* Problem to solve *
Take every line of the material below that includes the string "ephemeris" and copy it out.

*** Opening Provided records ***

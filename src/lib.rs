pub mod angles;
pub mod ephemeris;
pub mod error;
pub mod position;
pub mod time;
pub mod types;

pub use angles::{deg_to_rad, normalize_angle, rad_to_deg};

pub use ephemeris::{
    apparent_longitude, eccentricity_earth_orbit, equation_of_center, equation_of_time,
    geom_mean_anomaly, geom_mean_longitude, mean_obliquity_of_ecliptic, obliquity_correction,
    radius_vector, right_ascension, solar_declination, true_anomaly, true_longitude,
    SolarCoordinates,
};

pub use error::{Error, Result};

pub use position::{
    clamp_latitude, cos_zenith, hour_angle, normalize_zone, refraction_correction,
    solar_azimuth, solar_zenith_angle, sun_position, sun_position_at, true_solar_time,
    MAX_LATITUDE, MAX_ZONE, MINUTES_PER_DAY, MIN_ZONE, TWILIGHT_ZENITH,
};

pub use time::{
    civil_time, day_of_week, day_of_year, is_leap_year, julian_century, julian_day,
    DAYS_PER_JULIAN_CENTURY, J2000,
};

pub use types::{Observer, SunPosition, NOT_REPORTED};
use chrono::{DateTime, Datelike, NaiveDateTime, TimeDelta, TimeZone, Timelike};
use log::{debug, trace};

use crate::angles::{deg_to_rad, normalize_angle, rad_to_deg};
use crate::ephemeris::SolarCoordinates;
use crate::time::{julian_century, julian_day};
use crate::types::{SunPosition, NOT_REPORTED};

pub const MAX_LATITUDE: f64 = 89.8;
pub const MIN_ZONE: f64 = -12.5;
pub const MAX_ZONE: f64 = 12.0;
pub const MINUTES_PER_DAY: f64 = 1440.0;
/// Refracted zenith angle beyond which the sun is past astronomical twilight.
pub const TWILIGHT_ZENITH: f64 = 108.0;
const AZIMUTH_EPSILON: f64 = 0.001;

pub fn clamp_latitude(latitude: f64) -> f64 {
    if latitude > MAX_LATITUDE {
        debug!("latitude {latitude} clamped to {MAX_LATITUDE}");
        MAX_LATITUDE
    } else if latitude < -MAX_LATITUDE {
        debug!("latitude {latitude} clamped to {}", -MAX_LATITUDE);
        -MAX_LATITUDE
    } else {
        latitude
    }
}

/// Offsets outside `[-12.5, 12]` hours fall back to UTC.
pub fn normalize_zone(zone: f64) -> f64 {
    if zone > MAX_ZONE || zone < MIN_ZONE {
        debug!("time zone offset {zone} out of range, using 0");
        0.0
    } else {
        zone
    }
}

/// True solar time in `[0, 1440)` minutes from the local clock and the
/// equation-of-time/longitude/zone correction, both in minutes.
pub fn true_solar_time(clock_minutes: f64, solar_time_fix: f64) -> f64 {
    let tst = (clock_minutes + solar_time_fix).rem_euclid(MINUTES_PER_DAY);
    // rem_euclid rounds tiny negative sums up to exactly one day
    if tst >= MINUTES_PER_DAY {
        0.0
    } else {
        tst
    }
}

/// Hour angle in `[-180, 180)` degrees from true solar time in minutes.
pub fn hour_angle(true_solar_time: f64) -> f64 {
    let ha = true_solar_time / 4.0 - 180.0;
    if ha < -180.0 {
        ha + 360.0
    } else if ha >= 180.0 {
        ha - 360.0
    } else {
        ha
    }
}

/// Cosine of the geometric zenith angle, clamped to `[-1, 1]`.
pub fn cos_zenith(latitude: f64, declination: f64, hour_angle: f64) -> f64 {
    let lat_rad = deg_to_rad(latitude);
    let dec_rad = deg_to_rad(declination);
    let ha_rad = deg_to_rad(hour_angle);
    (lat_rad.sin() * dec_rad.sin() + lat_rad.cos() * dec_rad.cos() * ha_rad.cos()).clamp(-1.0, 1.0)
}

pub fn solar_zenith_angle(latitude: f64, declination: f64, hour_angle: f64) -> f64 {
    rad_to_deg(cos_zenith(latitude, declination, hour_angle).acos())
}

/// Azimuth in `[0, 360)` degrees clockwise from north.
///
/// Falls back to due south (north of the equator) or due north when the sun
/// is too close to the zenith for the spherical formula to be stable.
pub fn solar_azimuth(latitude: f64, declination: f64, zenith: f64, hour_angle: f64) -> f64 {
    let lat_rad = deg_to_rad(latitude);
    let zen_rad = deg_to_rad(zenith);
    let denom = lat_rad.cos() * zen_rad.sin();

    let azimuth = if denom.abs() > AZIMUTH_EPSILON {
        let cos_az =
            (lat_rad.sin() * zen_rad.cos() - deg_to_rad(declination).sin()) / denom;
        let az = 180.0 - rad_to_deg(cos_az.clamp(-1.0, 1.0).acos());
        if hour_angle > 0.0 {
            -az
        } else {
            az
        }
    } else if latitude > 0.0 {
        180.0
    } else {
        0.0
    };
    normalize_angle(azimuth)
}

/// Atmospheric refraction in degrees for an airless elevation in degrees.
pub fn refraction_correction(exoatm_elevation: f64) -> f64 {
    let e = exoatm_elevation;
    if e > 85.0 {
        return 0.0;
    }
    let te = deg_to_rad(e).tan();
    let arcseconds = if e > 5.0 {
        58.1 / te - 0.07 / te.powi(3) + 0.000086 / te.powi(5)
    } else if e > -0.575 {
        1735.0 + e * (-518.2 + e * (103.4 + e * (-12.79 + e * 0.711)))
    } else {
        -20.774 / te
    };
    arcseconds / 3600.0
}

fn round_to(value: f64, decimals: i32) -> f64 {
    let scale = 10f64.powi(decimals);
    (value * scale).round() / scale
}

/// Apparent position of the sun seen from `latitude`/`longitude` when the
/// local clock reads `time`.
///
/// `zone` is the standard-time offset from UTC in hours (east positive) and
/// `daylight_saving` marks a clock running one hour ahead of it. Out of range
/// latitudes and zones are corrected rather than rejected.
pub fn sun_position(
    latitude: f64,
    longitude: f64,
    zone: f64,
    daylight_saving: bool,
    time: &NaiveDateTime,
) -> SunPosition {
    let latitude = clamp_latitude(latitude);
    let zone = normalize_zone(zone);

    let standard = if daylight_saving {
        time.checked_sub_signed(TimeDelta::hours(1)).unwrap_or_else(|| {
            debug!("cannot move {time} back to standard time, ignoring daylight saving");
            *time
        })
    } else {
        *time
    };
    let minutes_of_day = standard.hour() as f64 * 60.0
        + standard.minute() as f64
        + standard.second() as f64 / 60.0;

    // hours since 0h UT of the local calendar date, may leave [0, 24)
    let gmt_hours = minutes_of_day / 60.0 - zone;
    let jd = julian_day(standard.year(), standard.month(), standard.day() as f64);
    let t = julian_century(jd + gmt_hours / 24.0);

    let sun = SolarCoordinates::at(t);
    let eq_time = sun.equation_of_time;
    let declination = sun.declination;

    let solar_time_fix = eq_time + 4.0 * longitude - 60.0 * zone;
    let true_solar_time = true_solar_time(minutes_of_day, solar_time_fix);
    let ha = hour_angle(true_solar_time);

    let zenith = solar_zenith_angle(latitude, declination, ha);
    let azimuth = solar_azimuth(latitude, declination, zenith, ha);
    let refraction = refraction_correction(90.0 - zenith);
    let solar_zenith = zenith - refraction;

    trace!(
        "t={t:.9} tst={true_solar_time:.3}min ha={ha:.4} zenith={zenith:.4} refraction={refraction:.5}"
    );

    let (azimuth, elevation, cos_zenith) = if solar_zenith < TWILIGHT_ZENITH {
        let mut azimuth = round_to(azimuth, 2);
        if azimuth >= 360.0 {
            azimuth -= 360.0;
        }
        let cos_zenith = if solar_zenith < 90.0 {
            round_to(deg_to_rad(solar_zenith).cos().clamp(0.0, 1.0), 4)
        } else {
            0.0
        };
        (azimuth, round_to(90.0 - solar_zenith, 2), cos_zenith)
    } else {
        (NOT_REPORTED, NOT_REPORTED, 0.0)
    };

    SunPosition {
        equation_of_time: round_to(eq_time, 2),
        solar_declination: round_to(declination, 2),
        elevation,
        azimuth,
        cos_zenith,
    }
}

/// [`sun_position`] for a zoned timestamp; the offset of `time` already
/// includes any daylight saving.
pub fn sun_position_at<Tz: TimeZone>(
    latitude: f64,
    longitude: f64,
    time: &DateTime<Tz>,
) -> SunPosition {
    sun_position(latitude, longitude, 0.0, false, &time.naive_utc())
}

*** Closing Provided records ***

* Expected answer *
pub mod ephemeris;
pub use ephemeris::{
use crate::ephemeris::SolarCoordinates;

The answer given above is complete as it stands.